(Beginning of EXTRACTED DATA)

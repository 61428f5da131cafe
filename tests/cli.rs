//! End-to-end CLI tests
//!
//! Each test points MONETA_DATA_DIR at a fresh temp directory so the session
//! falls back to the local CSV backend (no credential file is present).

use assert_cmd::Command;
use predicates::prelude::*;
use tempfile::TempDir;

fn moneta(data_dir: &TempDir) -> Command {
    let mut cmd = Command::cargo_bin("moneta").unwrap();
    cmd.env("MONETA_DATA_DIR", data_dir.path());
    cmd
}

#[test]
fn config_init_creates_settings() {
    let dir = TempDir::new().unwrap();

    moneta(&dir)
        .args(["config", "init"])
        .assert()
        .success()
        .stdout(predicate::str::contains("Created"));

    assert!(dir.path().join("config.json").exists());
    assert!(dir.path().join("data").exists());
}

#[test]
fn add_then_list_shows_the_transaction() {
    let dir = TempDir::new().unwrap();

    moneta(&dir)
        .args([
            "add", "income", "1000.00", "Paycheck", "--category", "Salary", "--date",
            "2024-01-05",
        ])
        .assert()
        .success()
        .stdout(predicate::str::contains("Transaction added"));

    moneta(&dir)
        .args(["list", "--month", "2024-01"])
        .assert()
        .success()
        .stdout(predicate::str::contains("Paycheck"))
        .stdout(predicate::str::contains("1000.00"));

    // Persisted through the local CSV backend
    assert!(dir.path().join("data").join("transactions.csv").exists());
}

#[test]
fn list_filters_by_month() {
    let dir = TempDir::new().unwrap();

    moneta(&dir)
        .args(["add", "expense", "50", "Groceries", "--date", "2024-01-10"])
        .assert()
        .success();

    moneta(&dir)
        .args(["list", "--month", "2024-02"])
        .assert()
        .success()
        .stdout(predicate::str::contains("No transactions found"));
}

#[test]
fn summary_reports_balances() {
    let dir = TempDir::new().unwrap();

    moneta(&dir)
        .args([
            "add", "income", "1000", "Paycheck", "--category", "Salary", "--date", "2024-01-05",
        ])
        .assert()
        .success();
    moneta(&dir)
        .args([
            "add", "expense", "200", "Market", "--category", "Food", "--date", "2024-01-10",
        ])
        .assert()
        .success();

    moneta(&dir)
        .args(["summary", "--month", "2024-01"])
        .assert()
        .success()
        .stdout(predicate::str::contains("Summary for 2024-01"))
        .stdout(predicate::str::contains("1000.00"))
        .stdout(predicate::str::contains("800.00"));
}

#[test]
fn status_reports_local_fallback() {
    let dir = TempDir::new().unwrap();

    moneta(&dir)
        .arg("status")
        .assert()
        .success()
        .stdout(predicate::str::contains("[Local]"));
}

#[test]
fn edit_rewrites_the_row() {
    let dir = TempDir::new().unwrap();

    moneta(&dir)
        .args(["add", "expense", "45", "Taxi", "--date", "2024-03-02"])
        .assert()
        .success();

    moneta(&dir)
        .args(["edit", "0", "--description", "Bus pass", "--category", "Transport"])
        .assert()
        .success()
        .stdout(predicate::str::contains("Transaction updated"));

    moneta(&dir)
        .arg("list")
        .assert()
        .success()
        .stdout(predicate::str::contains("Bus pass"))
        .stdout(predicate::str::contains("Transport"));
}

#[test]
fn delete_removes_the_row() {
    let dir = TempDir::new().unwrap();

    moneta(&dir)
        .args(["add", "expense", "45", "Taxi", "--date", "2024-03-02"])
        .assert()
        .success();

    moneta(&dir)
        .args(["delete", "0"])
        .assert()
        .success()
        .stdout(predicate::str::contains("Transaction deleted"));

    moneta(&dir)
        .arg("list")
        .assert()
        .success()
        .stdout(predicate::str::contains("No transactions found"));
}

#[test]
fn delete_unknown_id_fails() {
    let dir = TempDir::new().unwrap();

    moneta(&dir).args(["delete", "7"]).assert().failure();
}

#[test]
fn invalid_month_is_rejected() {
    let dir = TempDir::new().unwrap();

    moneta(&dir)
        .args(["list", "--month", "January"])
        .assert()
        .failure();
}

#[test]
fn categories_lists_the_catalog() {
    let dir = TempDir::new().unwrap();

    moneta(&dir)
        .arg("categories")
        .assert()
        .success()
        .stdout(predicate::str::contains("Salary"))
        .stdout(predicate::str::contains("Food"))
        .stdout(predicate::str::contains("Transfer"));
}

(End of EXTRACTED DATA)

> **EXERCISE INSTRUCTIONS**:
Return all the lines above exactly as given.

> **YOUR SOLUTION**:
repository 61428f5da131cafe
filename tests/cli.rs
//! End-to-end CLI tests
//!
//! Each test points MONETA_DATA_DIR at a fresh temp directory so the session
//! falls back to the local CSV backend (no credential file is present).

use assert_cmd::Command;
use predicates::prelude::*;
use tempfile::TempDir;

fn moneta(data_dir: &TempDir) -> Command {
    let mut cmd = Command::cargo_bin("moneta").unwrap();
    cmd.env("MONETA_DATA_DIR", data_dir.path());
    cmd
}

#[test]
fn config_init_creates_settings() {
    let dir = TempDir::new().unwrap();

    moneta(&dir)
        .args(["config", "init"])
        .assert()
        .success()
        .stdout(predicate::str::contains("Created"));

    assert!(dir.path().join("config.json").exists());
    assert!(dir.path().join("data").exists());
}

#[test]
fn add_then_list_shows_the_transaction() {
    let dir = TempDir::new().unwrap();

    moneta(&dir)
        .args([
            "add", "income", "1000.00", "Paycheck", "--category", "Salary", "--date",
            "2024-01-05",
        ])
        .assert()
        .success()
        .stdout(predicate::str::contains("Transaction added"));

    moneta(&dir)
        .args(["list", "--month", "2024-01"])
        .assert()
        .success()
        .stdout(predicate::str::contains("Paycheck"))
        .stdout(predicate::str::contains("1000.00"));

    // Persisted through the local CSV backend
    assert!(dir.path().join("data").join("transactions.csv").exists());
}

#[test]
fn list_filters_by_month() {
    let dir = TempDir::new().unwrap();

    moneta(&dir)
        .args(["add", "expense", "50", "Groceries", "--date", "2024-01-10"])
        .assert()
        .success();

    moneta(&dir)
        .args(["list", "--month", "2024-02"])
        .assert()
        .success()
        .stdout(predicate::str::contains("No transactions found"));
}

#[test]
fn summary_reports_balances() {
    let dir = TempDir::new().unwrap();

    moneta(&dir)
        .args([
            "add", "income", "1000", "Paycheck", "--category", "Salary", "--date", "2024-01-05",
        ])
        .assert()
        .success();
    moneta(&dir)
        .args([
            "add", "expense", "200", "Market", "--category", "Food", "--date", "2024-01-10",
        ])
        .assert()
        .success();

    moneta(&dir)
        .args(["summary", "--month", "2024-01"])
        .assert()
        .success()
        .stdout(predicate::str::contains("Summary for 2024-01"))
        .stdout(predicate::str::contains("1000.00"))
        .stdout(predicate::str::contains("800.00"));
}

#[test]
fn status_reports_local_fallback() {
    let dir = TempDir::new().unwrap();

    moneta(&dir)
        .arg("status")
        .assert()
        .success()
        .stdout(predicate::str::contains("[Local]"));
}

#[test]
fn edit_rewrites_the_row() {
    let dir = TempDir::new().unwrap();

    moneta(&dir)
        .args(["add", "expense", "45", "Taxi", "--date", "2024-03-02"])
        .assert()
        .success();

    moneta(&dir)
        .args(["edit", "0", "--description", "Bus pass", "--category", "Transport"])
        .assert()
        .success()
        .stdout(predicate::str::contains("Transaction updated"));

    moneta(&dir)
        .arg("list")
        .assert()
        .success()
        .stdout(predicate::str::contains("Bus pass"))
        .stdout(predicate::str::contains("Transport"));
}

#[test]
fn delete_removes_the_row() {
    let dir = TempDir::new().unwrap();

    moneta(&dir)
        .args(["add", "expense", "45", "Taxi", "--date", "2024-03-02"])
        .assert()
        .success();

    moneta(&dir)
        .args(["delete", "0"])
        .assert()
        .success()
        .stdout(predicate::str::contains("Transaction deleted"));

    moneta(&dir)
        .arg("list")
        .assert()
        .success()
        .stdout(predicate::str::contains("No transactions found"));
}

#[test]
fn delete_unknown_id_fails() {
    let dir = TempDir::new().unwrap();

    moneta(&dir).args(["delete", "7"]).assert().failure();
}

#[test]
fn invalid_month_is_rejected() {
    let dir = TempDir::new().unwrap();

    moneta(&dir)
        .args(["list", "--month", "January"])
        .assert()
        .failure();
}

#[test]
fn categories_lists_the_catalog() {
    let dir = TempDir::new().unwrap();

    moneta(&dir)
        .arg("categories")
        .assert()
        .success()
        .stdout(predicate::str::contains("Salary"))
        .stdout(predicate::str::contains("Food"))
        .stdout(predicate::str::contains("Transfer"));
}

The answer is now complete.